Work to complete:
Word for word, restate the records that follow.

+===+

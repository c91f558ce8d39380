//! Define the outcome vocabulary shared by the runner and its reporters.

/// Classify why a case failed.
///
/// ## Notes
/// - All three kinds are reported as the same failure class; the kind only exists so a human (or a JSON
///   consumer) can tell them apart without re-running.
#[derive(Debug, Clone, Copy, PartialEq, Eq, Hash)]
pub enum FailureKind {
    /// The module could not be loaded at collection time.
    ImportFailed,
    /// The module loaded but does not expose the entry point.
    EntryPointMissing,
    /// The entry point was called and raised.
    EntryPointFailed,
    /// The category itself could not be enumerated.
    Collection,
}

impl FailureKind {
    /// Return the stable diagnostic code for this kind.
    pub fn code(self) -> &'static str {
        match self {
            FailureKind::ImportFailed => "exemplar::import_failed",
            FailureKind::EntryPointMissing => "exemplar::entry_point_missing",
            FailureKind::EntryPointFailed => "exemplar::entry_point_failed",
            FailureKind::Collection => "exemplar::collection",
        }
    }

    /// Return the short, snake_case name used in machine-readable output.
    pub fn as_str(self) -> &'static str {
        match self {
            FailureKind::ImportFailed => "import_failed",
            FailureKind::EntryPointMissing => "entry_point_missing",
            FailureKind::EntryPointFailed => "entry_point_failed",
            FailureKind::Collection => "collection",
        }
    }
}

/// Final status of one case.
#[derive(Debug, Clone, Copy, PartialEq, Eq, Hash)]
pub enum CaseStatus {
    Passed,
    Failed,
    Skipped,
}

impl CaseStatus {
    pub fn as_str(self) -> &'static str {
        match self {
            CaseStatus::Passed => "passed",
            CaseStatus::Failed => "failed",
            CaseStatus::Skipped => "skipped",
        }
    }
}

#[cfg(test)]
mod tests {
    use super::*;

    #[test]
    fn test_failure_codes_are_distinct() {
        let kinds = [
            FailureKind::ImportFailed,
            FailureKind::EntryPointMissing,
            FailureKind::EntryPointFailed,
            FailureKind::Collection,
        ];
        for (i, a) in kinds.iter().enumerate() {
            for b in &kinds[i + 1..] {
                assert_ne!(a.code(), b.code());
                assert_ne!(a.as_str(), b.as_str());
            }
        }
    }

    #[test]
    fn test_codes_carry_kind_name() {
        assert!(FailureKind::ImportFailed.code().ends_with(FailureKind::ImportFailed.as_str()));
    }

    #[test]
    fn test_case_status_names() {
        assert_eq!(CaseStatus::Passed.as_str(), "passed");
        assert_eq!(CaseStatus::Failed.as_str(), "failed");
        assert_eq!(CaseStatus::Skipped.as_str(), "skipped");
    }
}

+===+

Task response:
repository c91f558ce8d39380
//! Define the outcome vocabulary shared by the runner and its reporters.

/// Classify why a case failed.
///
/// ## Notes
/// - All three kinds are reported as the same failure class; the kind only exists so a human (or a JSON
///   consumer) can tell them apart without re-running.
#[derive(Debug, Clone, Copy, PartialEq, Eq, Hash)]
pub enum FailureKind {
    /// The module could not be loaded at collection time.
    ImportFailed,
    /// The module loaded but does not expose the entry point.
    EntryPointMissing,
    /// The entry point was called and raised.
    EntryPointFailed,
    /// The category itself could not be enumerated.
    Collection,
}

impl FailureKind {
    /// Return the stable diagnostic code for this kind.
    pub fn code(self) -> &'static str {
        match self {
            FailureKind::ImportFailed => "exemplar::import_failed",
            FailureKind::EntryPointMissing => "exemplar::entry_point_missing",
            FailureKind::EntryPointFailed => "exemplar::entry_point_failed",
            FailureKind::Collection => "exemplar::collection",
        }
    }

    /// Return the short, snake_case name used in machine-readable output.
    pub fn as_str(self) -> &'static str {
        match self {
            FailureKind::ImportFailed => "import_failed",
            FailureKind::EntryPointMissing => "entry_point_missing",
            FailureKind::EntryPointFailed => "entry_point_failed",
            FailureKind::Collection => "collection",
        }
    }
}

/// Final status of one case.
#[derive(Debug, Clone, Copy, PartialEq, Eq, Hash)]
pub enum CaseStatus {
    Passed,
    Failed,
    Skipped,
}

impl CaseStatus {
    pub fn as_str(self) -> &'static str {
        match self {
            CaseStatus::Passed => "passed",
            CaseStatus::Failed => "failed",
            CaseStatus::Skipped => "skipped",
        }
    }
}

#[cfg(test)]
mod tests {
    use super::*;

    #[test]
    fn test_failure_codes_are_distinct() {
        let kinds = [
            FailureKind::ImportFailed,
            FailureKind::EntryPointMissing,
            FailureKind::EntryPointFailed,
            FailureKind::Collection,
        ];
        for (i, a) in kinds.iter().enumerate() {
            for b in &kinds[i + 1..] {
                assert_ne!(a.code(), b.code());
                assert_ne!(a.as_str(), b.as_str());
            }
        }
    }

    #[test]
    fn test_codes_carry_kind_name() {
        assert!(FailureKind::ImportFailed.code().ends_with(FailureKind::ImportFailed.as_str()));
    }

    #[test]
    fn test_case_status_names() {
        assert_eq!(CaseStatus::Passed.as_str(), "passed");
        assert_eq!(CaseStatus::Failed.as_str(), "failed");
        assert_eq!(CaseStatus::Skipped.as_str(), "skipped");
    }
}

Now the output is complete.